Brad Knewstubb, Kip Chapman and Rachel Forman.

Brad Knewstubb - a Plimmerton man and his friend Kip Chapman want to go far with their play Apollo 13: Mission Control, and they’re negotiating a US launch of their spaceship.
“We’d hope to be there by 2012. These things take a long, long, time,” says Knewstubb.
For the new season Downstage harks back to the 70s as it houses a replica of NASA’s Mission Control centre complete with retro computers and giant video screens. Everyone in the audience gets a chance to “push buttons”.

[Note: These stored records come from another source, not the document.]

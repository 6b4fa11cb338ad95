//! SQL text and parameter construction for the storage primitives.

use rowmap_types::{FieldValue, RowValues};
use rusqlite::types::{Value, ValueRef};

/// Quotes an identifier for use in SQL text.
///
/// The name is wrapped in double quotes and any embedded double quote is
/// doubled, so arbitrary table and column names are safe to splice.
pub fn quote_ident(name: &str) -> String {
    format!("\"{}\"", name.replace('"', "\"\""))
}

pub(crate) fn to_sql(value: &FieldValue) -> Value {
    match value {
        FieldValue::Integer(i) => Value::Integer(*i),
        FieldValue::Real(r) => Value::Real(*r),
        FieldValue::Text(s) => Value::Text(s.clone()),
        FieldValue::Blob(b) => Value::Blob(b.clone()),
    }
}

/// Returns `None` for SQL `NULL`.
pub(crate) fn from_sql(value: ValueRef<'_>) -> Option<FieldValue> {
    match value {
        ValueRef::Null => None,
        ValueRef::Integer(i) => Some(FieldValue::Integer(i)),
        ValueRef::Real(r) => Some(FieldValue::Real(r)),
        ValueRef::Text(t) => Some(FieldValue::Text(String::from_utf8_lossy(t).into_owned())),
        ValueRef::Blob(b) => Some(FieldValue::Blob(b.to_vec())),
    }
}

pub(crate) fn probe_statement(table: &str) -> String {
    format!("SELECT * FROM {} LIMIT 0", quote_ident(table))
}

pub(crate) fn insert_statement(table: &str, values: &RowValues) -> (String, Vec<Value>) {
    if values.is_empty() {
        return (
            format!("INSERT INTO {} DEFAULT VALUES", quote_ident(table)),
            Vec::new(),
        );
    }

    let columns: Vec<String> = values.keys().map(|c| quote_ident(c)).collect();
    let placeholders: Vec<String> = (1..=values.len()).map(|i| format!("?{i}")).collect();
    let sql = format!(
        "INSERT INTO {} ({}) VALUES ({})",
        quote_ident(table),
        columns.join(", "),
        placeholders.join(", ")
    );

    (sql, values.values().map(to_sql).collect())
}

/// Builds `UPDATE .. SET .. [WHERE ..]`. The caller guarantees `set` is
/// non-empty; an empty `criteria` produces no `WHERE` clause.
pub(crate) fn update_statement(
    table: &str,
    set: &RowValues,
    criteria: &RowValues,
) -> (String, Vec<Value>) {
    let mut params = Vec::with_capacity(set.len() + criteria.len());
    let mut idx = 1usize;

    let mut set_parts = Vec::with_capacity(set.len());
    for (column, value) in set {
        set_parts.push(format!("{} = ?{}", quote_ident(column), idx));
        params.push(to_sql(value));
        idx += 1;
    }

    let mut sql = format!("UPDATE {} SET {}", quote_ident(table), set_parts.join(", "));

    if !criteria.is_empty() {
        let mut clauses = Vec::with_capacity(criteria.len());
        for (column, value) in criteria {
            clauses.push(format!("{} = ?{}", quote_ident(column), idx));
            params.push(to_sql(value));
            idx += 1;
        }
        sql.push_str(" WHERE ");
        sql.push_str(&clauses.join(" AND "));
    }

    (sql, params)
}
use rowmap_db::{Database, DbError, DbRuntimeSettings};
use rowmap_types::{FieldValue, RowValues};

fn users_db() -> Database {
    let db = Database::open_in_memory().expect("failed to open database");
    db.execute(
        "CREATE TABLE user (
            id INTEGER PRIMARY KEY,
            name TEXT NOT NULL UNIQUE,
            age TEXT
        );",
    )
    .expect("failed to create table");
    db
}

fn row(pairs: &[(&str, FieldValue)]) -> RowValues {
    pairs
        .iter()
        .map(|(k, v)| (k.to_string(), v.clone()))
        .collect()
}

#[test]
fn insert_returns_row_id_and_omits_absent_columns() {
    let db = users_db();

    let id = db
        .insert("user", &row(&[("name", FieldValue::from("Alice"))]))
        .expect("insert should succeed");
    assert!(id >= 1);

    let rows = db
        .query("SELECT id, name, age FROM user WHERE id = ?1", &[FieldValue::Integer(id)])
        .expect("query should succeed");
    assert_eq!(rows.len(), 1);
    assert_eq!(rows[0].get("name"), Some(&FieldValue::from("Alice")));
    assert!(!rows[0].contains_key("age"), "NULL columns should be absent");
}

#[test]
fn constraint_violation_is_an_error() {
    let db = users_db();
    let alice = row(&[("name", FieldValue::from("Alice"))]);

    db.insert("user", &alice).expect("first insert should succeed");
    let err = db
        .insert("user", &alice)
        .expect_err("duplicate name should violate UNIQUE");
    assert!(matches!(err, DbError::Sqlite(_)));
}

#[test]
fn update_touches_only_matching_rows() {
    let db = users_db();
    db.insert("user", &row(&[("name", FieldValue::from("Alice"))]))
        .expect("insert alice");
    db.insert("user", &row(&[("name", FieldValue::from("Bob"))]))
        .expect("insert bob");

    let changed = db
        .update(
            "user",
            &row(&[("age", FieldValue::Integer(31))]),
            &row(&[("name", FieldValue::from("Bob"))]),
        )
        .expect("update should succeed");
    assert_eq!(changed, 1);

    let rows = db
        .query("SELECT name, age FROM user ORDER BY id", &[])
        .expect("query should succeed");
    assert!(!rows[0].contains_key("age"));
    // TEXT affinity stores the integer as its string form.
    assert_eq!(rows[1].get("age"), Some(&FieldValue::from("31")));
}

#[test]
fn file_backed_database_persists_across_handles() {
    let dir = tempfile::tempdir().expect("failed to create temp dir");
    let path = dir.path().join("rowmap.db");
    let path = path.to_str().expect("temp path should be utf-8");

    {
        let db = Database::open(path, DbRuntimeSettings::default()).expect("open");
        db.execute("CREATE TABLE note (title TEXT);").expect("create");
        db.insert("note", &row(&[("title", FieldValue::from("hello"))]))
            .expect("insert");
        db.close().expect("close");
    }

    let db = Database::open(path, DbRuntimeSettings::default()).expect("reopen");
    assert_eq!(db.path(), path);
    let rows = db.query("SELECT title FROM note", &[]).expect("query");
    assert_eq!(rows.len(), 1);
    assert_eq!(rows[0].get("title"), Some(&FieldValue::from("hello")));

    let mode = db.query("PRAGMA journal_mode;", &[]).expect("journal mode");
    assert_eq!(
        mode[0].values().next(),
        Some(&FieldValue::from("wal")),
        "file databases should run in WAL mode"
    );
}
//! Column to field association for one mapped table.

use rowmap_db::Database;

use crate::entity::EntityDescriptor;
use crate::error::MapperError;

#[derive(Debug, Clone, PartialEq, Eq)]
struct CachedColumn {
    column: String,
    field: usize,
    field_name: &'static str,
}

/// The resolved association between a table's columns and an entity's
/// fields.
///
/// Built once when a mapper is constructed and never modified afterwards.
/// Entries keep the table's column order.
#[derive(Debug, Clone, Default, PartialEq, Eq)]
pub struct ColumnCache {
    entries: Vec<CachedColumn>,
}

impl ColumnCache {
    /// Probes `table` for its columns and matches them against the
    /// descriptor's fields.
    ///
    /// # Errors
    ///
    /// Returns `MapperError::SchemaProbe` if the table cannot be probed.
    pub(crate) fn build<T>(
        db: &Database,
        table: &str,
        descriptor: &EntityDescriptor<T>,
    ) -> Result<Self, MapperError> {
        let columns = db
            .column_names(table)
            .map_err(|source| MapperError::SchemaProbe {
                table: table.to_string(),
                source,
            })?;

        let cache = Self::match_columns(&columns, descriptor);
        tracing::debug!(
            table,
            columns = columns.len(),
            mapped = cache.len(),
            "built column cache"
        );
        Ok(cache)
    }

    /// Associates each column with the first field, in declaration order,
    /// whose logical name equals it exactly. Columns without a match are
    /// left out.
    pub(crate) fn match_columns<T>(columns: &[String], descriptor: &EntityDescriptor<T>) -> Self {
        let mut entries = Vec::with_capacity(columns.len());

        for column in columns {
            let found = descriptor
                .fields()
                .iter()
                .position(|field| field.logical_name() == column.as_str());

            match found {
                Some(field) => entries.push(CachedColumn {
                    column: column.clone(),
                    field,
                    field_name: descriptor.fields()[field].name(),
                }),
                None => tracing::debug!(
                    column = column.as_str(),
                    entity = descriptor.type_name(),
                    "column has no matching field, skipping"
                ),
            }
        }

        Self { entries }
    }

    /// Number of mapped columns.
    pub fn len(&self) -> usize {
        self.entries.len()
    }

    /// Whether no column was mapped.
    pub fn is_empty(&self) -> bool {
        self.entries.is_empty()
    }

    /// Whether `column` is mapped to a field.
    pub fn contains(&self, column: &str) -> bool {
        self.field_index(column).is_some()
    }

    /// Index into the descriptor's fields for `column`.
    pub fn field_index(&self, column: &str) -> Option<usize> {
        self.entries
            .iter()
            .find(|e| e.column == column)
            .map(|e| e.field)
    }

    /// `(column, declared field name)` pairs in table column order.
    pub fn iter(&self) -> impl Iterator<Item = (&str, &'static str)> + '_ {
        self.entries
            .iter()
            .map(|e| (e.column.as_str(), e.field_name))
    }

    pub(crate) fn fields(&self) -> impl Iterator<Item = (&str, usize)> + '_ {
        self.entries.iter().map(|e| (e.column.as_str(), e.field))
    }
}
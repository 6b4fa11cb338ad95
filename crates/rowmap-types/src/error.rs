//! Error types for value conversion.

use thiserror::Error;

/// Errors raised while converting between field types and stored values.
#[derive(Debug, Clone, PartialEq, Error)]
pub enum ValueError {
    /// The stored value has a kind the target type cannot accept.
    #[error("expected {expected}, found {found}")]
    TypeMismatch {
        /// The kind the target type accepts.
        expected: &'static str,
        /// The kind of the stored value.
        found: &'static str,
    },

    /// A numeric value does not fit in the target type.
    #[error("value {value} is out of range for {target}")]
    OutOfRange {
        /// String form of the offending value.
        value: String,
        /// The target Rust type.
        target: &'static str,
    },

    /// Text could not be parsed into the target type.
    #[error("cannot parse '{text}' as {target}")]
    Parse {
        /// The text that failed to parse.
        text: String,
        /// The target Rust type.
        target: &'static str,
    },

    /// An accessor reported its own failure.
    #[error("{0}")]
    Custom(String),
}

A 2007 trip to Florida’s Kennedy Space Centre inspired the production after frustrations at not being able to push any console ‘buttons’ because it was roped off.
This time it’s “significantly different” from the 2008 Bats Theatre premiere – more along the lines of the New Zealand International Arts Festival. New actors include Jack Shadbolt and Sam Berkley – astronauts – and Aaron Cortesi as an American news anchor.
People crowded at Downstage Theatre last week for a photo-shoot of themselves wearing astronaut suits: and our film reviewer was one of two who raved about how the suits made them feel like men.
Knewstubb credits the significance of man landing on the moon with the interest in the show, which has since gone to Australia and is next heading to Brisbane and Sydney.
“I think that’s what a lot of people get off on is that it’s still one of the more important things that mankind has ever done. We’ve never really done anything that important since.”
Apollo 13, Downstage, October 30-December 18.